6時になりました。天界ニュースをお伝えします。
彼我の境を流れる一級河川『三途の川』に架かり、彼岸と現世を結ぶ橋が完成し、今日現地で開通式が行われました。
この新しい橋は、地元の要望を受けて総事業費約6億文、49ヶ月をかけて建設されました。

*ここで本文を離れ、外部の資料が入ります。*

use serde::{Deserialize, Serialize};

use crate::domain::{Direction, GameOutcome, Guess, SessionToken};

pub const NEW_GAME_PATH: &str = "api/newgame";
pub const SILHOUETTE_PATH: &str = "api/silhouette";
pub const TERRITORIES_PATH: &str = "api/territories";
pub const GUESS_PATH: &str = "api/guess";
pub const ANSWER_PATH: &str = "api/answer";

/// Media types requested for the silhouette image.
pub const SILHOUETTE_ACCEPT: &str = "image/png,image/*";

#[derive(Debug, Clone, Default, Serialize, Deserialize)]
#[serde(rename_all = "camelCase")]
pub struct NewGameQuery {
    #[serde(default, skip_serializing_if = "Option::is_none")]
    pub session_id: Option<String>,
}

#[derive(Debug, Clone, Serialize, Deserialize)]
#[serde(rename_all = "camelCase")]
pub struct NewGameResponse {
    pub session_id: String,
}

#[derive(Debug, Clone, Serialize, Deserialize)]
#[serde(rename_all = "camelCase")]
pub struct GuessRequest {
    pub session_id: String,
    pub guess: String,
}

impl GuessRequest {
    pub fn new(session: &SessionToken, guess: impl Into<String>) -> Self {
        Self {
            session_id: session.as_str().to_string(),
            guess: guess.into(),
        }
    }
}

#[derive(Debug, Clone, PartialEq, Serialize, Deserialize)]
#[serde(rename_all = "camelCase")]
pub struct GuessResponse {
    pub distance: f64,
    pub direction: Direction,
    pub url: String,
    #[serde(default)]
    pub is_correct: bool,
}

impl GuessResponse {
    pub fn into_guess(self, country: impl Into<String>) -> Guess {
        Guess {
            country: country.into(),
            distance: self.distance,
            direction: self.direction,
            maps_url: self.url,
        }
    }
}

#[derive(Debug, Clone, Serialize, Deserialize)]
pub struct AnswerResponse {
    pub answer: String,
    pub url: String,
}

impl From<AnswerResponse> for GameOutcome {
    fn from(value: AnswerResponse) -> Self {
        Self {
            answer: value.answer,
            answer_map_url: value.url,
        }
    }
}

#[cfg(test)]
mod tests {
    use super::*;

    #[test]
    fn new_game_query_omits_missing_session() {
        let encoded = serde_json::to_value(NewGameQuery::default()).expect("encode");
        assert_eq!(encoded, serde_json::json!({}));

        let encoded = serde_json::to_value(NewGameQuery {
            session_id: Some("abc".into()),
        })
        .expect("encode");
        assert_eq!(encoded, serde_json::json!({ "sessionId": "abc" }));
    }

    #[test]
    fn guess_response_maps_into_guess_record() {
        let response: GuessResponse = serde_json::from_value(serde_json::json!({
            "distance": 120,
            "direction": "NE",
            "url": "m1",
            "isCorrect": false
        }))
        .expect("decode");

        let guess = response.into_guess("France");
        assert_eq!(
            guess,
            Guess {
                country: "France".into(),
                distance: 120.0,
                direction: Direction::NorthEast,
                maps_url: "m1".into(),
            }
        );
    }

    #[test]
    fn guess_request_uses_camel_case_keys() {
        let token = SessionToken::new("abc").expect("token");
        let encoded = serde_json::to_value(GuessRequest::new(&token, "Peru")).expect("encode");
        assert_eq!(
            encoded,
            serde_json::json!({ "sessionId": "abc", "guess": "Peru" })
        );
    }
}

橋は七色に彩られ、欄干には可愛らしい魚の絵と、爪とぎ板があしらわれています。
式辞の中で、閻魔大王は
「水が苦手で、なかなか彼岸に渡ってこられなかった亡者の皆さんも、これで安心して渡って来ることができるようになり、感無量だ」
と語りました。
橋の名称は一般公募によって決まり、『虹の橋』と命名されました。
開通式に併せ、橋名板の除幕式も行われました。
開通式のあとには、猫を中心とした現世残留者の渡り初めが行われました。
*現地の声*
「我々猫は、いままで水が怖くてずっと三途の川を渡れずにいたので、本当に助かります」
「10年以上、現世側の岸に留まって、三途の川で漁などをやって暮らしてきましたが、この機会に彼岸に渡って、先に逝った飼い主に会ってこようと思います」
「こわくなくて、たのしかった」
「我々先達の支払った渡し賃がこんな形で役に立って、猫ちゃんたちも喜んでくれて、こっちも嬉しくなりますねぇ」
建設局河川課 三途の川事務所 赤鬼金棒所長
「虹の橋開通によって、より一層の安全安心な渡りが可能になりましたので、亡者の方々の利便性向上につながるのではないかと考えております」
なお、この『虹の橋』は、猫以外の亡者でも利用可能とのことです。